Microbrew sales are growing at a strong clip, while wine and spirits are also poised for a strong 2011.
The near-term future of wine and craft beer sales in convenience stores involves value, flavor and products geared toward specific ethnic groups.
The Brewer Association reports that while overall beer sales dropped 2.7% by volume in the first half of 2010, craft beer rose 9% by volume and 12% in sales. “Craft beer represents affordable luxuries in this time of recession, a quality taste experience and a limited-time opportunity to try a unique and special brew,” research group Mintel said in its recent report on adult beverage sales.
Symphony IRI Group’s craft beer sales in U.S. convenience stores jumped 11.92% to $283.7 million for the 12 months ended Nov. 28, 2010. Industry volume also surged nearly 10% to 6.93 million cases sold.
The top five brands in U.S. convenience store craft beer sales for that time period were Sierra Nevada; Gambrinus Co.’s Shiner Bock; Boston Beer Co.’s Samuel Adams Boston Lager; New Belgium Brewing Co.’s Fat Tire Amber Ale; and Boston Beer’s Samuel Adams Seasonal.
“We’re seeing growth almost across the board,” said Lundy Edwards, general manager for Forward Corp., which operates 28 Forward-branded convenience stores in Standish, Mich. “There is a certain portion of society that is still not in dire straights. They tend to try new things, so they are moving into that upper-end segment.”
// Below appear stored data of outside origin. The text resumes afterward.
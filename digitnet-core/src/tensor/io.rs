// src/tensor/io.rs
//
// Line-oriented text format:
//   line 1            rank
//   next `rank` lines one dimension size each
//   remaining lines   every element, row-major (last index fastest)
// A rank-0 tensor is written as "0" followed by its single element.

use crate::error::DigitNetError;
use crate::tensor::{checked_num_elements, Tensor};
use crate::types::Scalar;
use log::{debug, warn};
use std::fs::File;
use std::io::{BufRead, BufReader, BufWriter, Write};
use std::path::Path;

const MAX_PREALLOCATED_ELEMENTS: usize = 4096;

impl<T: Scalar> Tensor<T> {
    /// Serializes the tensor in the text format to `writer`.
    ///
    /// Values are written with `Display`, which for floats is the shortest
    /// representation that parses back to the same value.
    pub fn write_to<W: Write>(&self, mut writer: W) -> Result<(), DigitNetError> {
        writeln!(writer, "{}", self.rank())?;
        for dim in self.shape() {
            writeln!(writer, "{}", dim)?;
        }
        for value in self.data() {
            writeln!(writer, "{}", value)?;
        }
        writer.flush()?;
        Ok(())
    }

    /// Serializes the tensor into a `String`.
    pub fn to_text(&self) -> String {
        let mut buffer = Vec::new();
        // Writing into a Vec cannot fail.
        let _ = self.write_to(&mut buffer);
        String::from_utf8_lossy(&buffer).into_owned()
    }

    /// Parses a tensor from the text format.
    ///
    /// # Errors
    /// `TensorParse` if the input ends early or a line is not a valid number.
    /// The error carries the 1-based line number.
    pub fn read_from<R: BufRead>(reader: R) -> Result<Self, DigitNetError> {
        let mut lines = LineReader::new(reader);

        let rank: usize = lines.parse("rank")?;
        let mut shape = Vec::with_capacity(rank);
        for d in 0..rank {
            shape.push(lines.parse::<usize>(&format!("dimension {}", d))?);
        }

        let numel = checked_num_elements(&shape).ok_or_else(|| DigitNetError::TensorParse {
            line: lines.line_no,
            message: format!("element count of shape {:?} overflows", shape),
        })?;
        // The declared shape is unverified until its elements have been read.
        let mut data = Vec::with_capacity(numel.min(MAX_PREALLOCATED_ELEMENTS));
        for i in 0..numel {
            data.push(lines.parse::<T>(&format!("element {}", i))?);
        }

        let trailing = lines.count_remaining_non_empty()?;
        if trailing > 0 {
            warn!(
                "Ignoring {} trailing line(s) after tensor of shape {:?}",
                trailing, shape
            );
        }

        Tensor::from_vec(data, shape)
    }

    /// Parses a tensor from a string in the text format.
    pub fn from_text(text: &str) -> Result<Self, DigitNetError> {
        Self::read_from(text.as_bytes())
    }

    /// Writes the tensor to a file, replacing any existing content.
    pub fn save<P: AsRef<Path>>(&self, path: P) -> Result<(), DigitNetError> {
        let path = path.as_ref();
        let file = File::create(path).map_err(|e| io_error(path, e))?;
        self.write_to(BufWriter::new(file))?;
        debug!("Wrote tensor of shape {:?} to {}", self.shape(), path.display());
        Ok(())
    }

    /// Reads a tensor from a file written by [`Tensor::save`].
    pub fn load<P: AsRef<Path>>(path: P) -> Result<Self, DigitNetError> {
        let path = path.as_ref();
        let file = File::open(path).map_err(|e| io_error(path, e))?;
        let tensor = Self::read_from(BufReader::new(file))?;
        debug!("Read tensor of shape {:?} from {}", tensor.shape(), path.display());
        Ok(tensor)
    }
}

fn io_error(path: &Path, err: std::io::Error) -> DigitNetError {
    DigitNetError::Io(format!("{}: {}", path.display(), err))
}

/// Hands out trimmed lines and tracks the current line number for errors.
struct LineReader<R> {
    lines: std::io::Lines<R>,
    line_no: usize,
}

impl<R: BufRead> LineReader<R> {
    fn new(reader: R) -> Self {
        LineReader {
            lines: reader.lines(),
            line_no: 0,
        }
    }

    fn parse<V: std::str::FromStr>(&mut self, what: &str) -> Result<V, DigitNetError> {
        self.line_no += 1;
        let line = match self.lines.next() {
            Some(line) => line?,
            None => {
                return Err(DigitNetError::TensorParse {
                    line: self.line_no,
                    message: format!("unexpected end of input, expected {}", what),
                })
            }
        };
        let trimmed = line.trim();
        trimmed.parse::<V>().map_err(|_| DigitNetError::TensorParse {
            line: self.line_no,
            message: format!("invalid {}: {:?}", what, trimmed),
        })
    }

    fn count_remaining_non_empty(&mut self) -> Result<usize, DigitNetError> {
        let mut count = 0;
        for line in self.lines.by_ref() {
            if !line?.trim().is_empty() {
                count += 1;
            }
        }
        Ok(count)
    }
}

#[cfg(test)]
#[path = "io_test.rs"]
mod tests;
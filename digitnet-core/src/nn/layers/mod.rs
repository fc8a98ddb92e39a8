// src/nn/layers/mod.rs

pub mod fully_connected;
pub mod relu;
pub mod softmax;

// Re-export key layer structs
pub use fully_connected::FullyConnected;
pub use relu::ReLU;
pub use softmax::SoftMax;
use crate::error::DigitNetError;
use crate::linalg::{Matrix, Vector};
use crate::types::Scalar;

/// Dense matrix-vector product `out[r] = Σ_c mat[r, c] * vec[c]`.
///
/// Accumulation is row by row, columns in increasing order, starting from zero.
///
/// # Errors
/// `DimensionMismatch` if `mat.cols() != vec.len()`.
pub fn matvec<T: Scalar>(mat: &Matrix<T>, vec: &Vector<T>) -> Result<Vector<T>, DigitNetError> {
    if mat.cols() != vec.len() {
        return Err(DigitNetError::DimensionMismatch {
            expected: mat.cols(),
            actual: vec.len(),
            operation: "matvec".to_string(),
        });
    }

    let x = vec.as_slice();
    let mut out = Vector::new(mat.rows());
    for (r, acc) in out.as_mut_slice().iter_mut().enumerate() {
        for (&m, &v) in mat.row(r).iter().zip(x) {
            *acc += m * v;
        }
    }
    Ok(out)
}

/// Transposed product `out[c] = Σ_r mat[r, c] * vec[r]`, i.e. `matᵀ · vec`,
/// without materializing the transpose.
///
/// # Errors
/// `DimensionMismatch` if `mat.rows() != vec.len()`.
pub fn matvec_transposed<T: Scalar>(mat: &Matrix<T>, vec: &Vector<T>) -> Result<Vector<T>, DigitNetError> {
    if mat.rows() != vec.len() {
        return Err(DigitNetError::DimensionMismatch {
            expected: mat.rows(),
            actual: vec.len(),
            operation: "matvec_transposed".to_string(),
        });
    }

    let mut out = Vector::new(mat.cols());
    for (r, &v) in vec.iter().enumerate() {
        for (acc, &m) in out.as_mut_slice().iter_mut().zip(mat.row(r)) {
            *acc += m * v;
        }
    }
    Ok(out)
}

/// Outer product `a ⊗ bᵀ`, an `a.len() × b.len()` matrix.
pub fn outer<T: Scalar>(a: &Vector<T>, b: &Vector<T>) -> Matrix<T> {
    let mut out = Matrix::new(a.len(), b.len());
    for (r, &x) in a.iter().enumerate() {
        for (c, &y) in b.iter().enumerate() {
            out[(r, c)] = x * y;
        }
    }
    out
}

#[cfg(test)]
#[path = "matvec_test.rs"]
mod tests;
Forward has expanded its single sales area to more than a door for the first time. “We run a five-door set that includes a door-and-a-half of just single beers,” Edwards said. “We’ve also expanded our craft beer SKUs this year about another 10%.”
Targeting Wine Customers
In line with craft beer sales increases, wine sales are also on the rise. According to Nielsen data, in states where convenience store wine sales are permitted, sales grew by 9% during November 2010. Most of that activity took place in the $3 to $6 range, followed by the $9 to $15 group. Boxed wines and private label wines are popular. 7-Eleven, Kum & Go and Huck’s have been industry pioneers with private label wine efforts.
Inexpensive brands of wine appeal to Millennial (mid-1980s birth) consumers, according to Nielsen. The most popular price category is $7 and under, which accounts for 72% of in-store volume.
C-stores are well-positioned for wine drinkers impacted by the recession. Mintel found that 27% of wine consumers reported drinking more wine at home and 22% said they are drinking less wine in general due to the recession. Nearly 20% said they are cutting back on wine at bars and restaurants to save money, while 15% are trading down.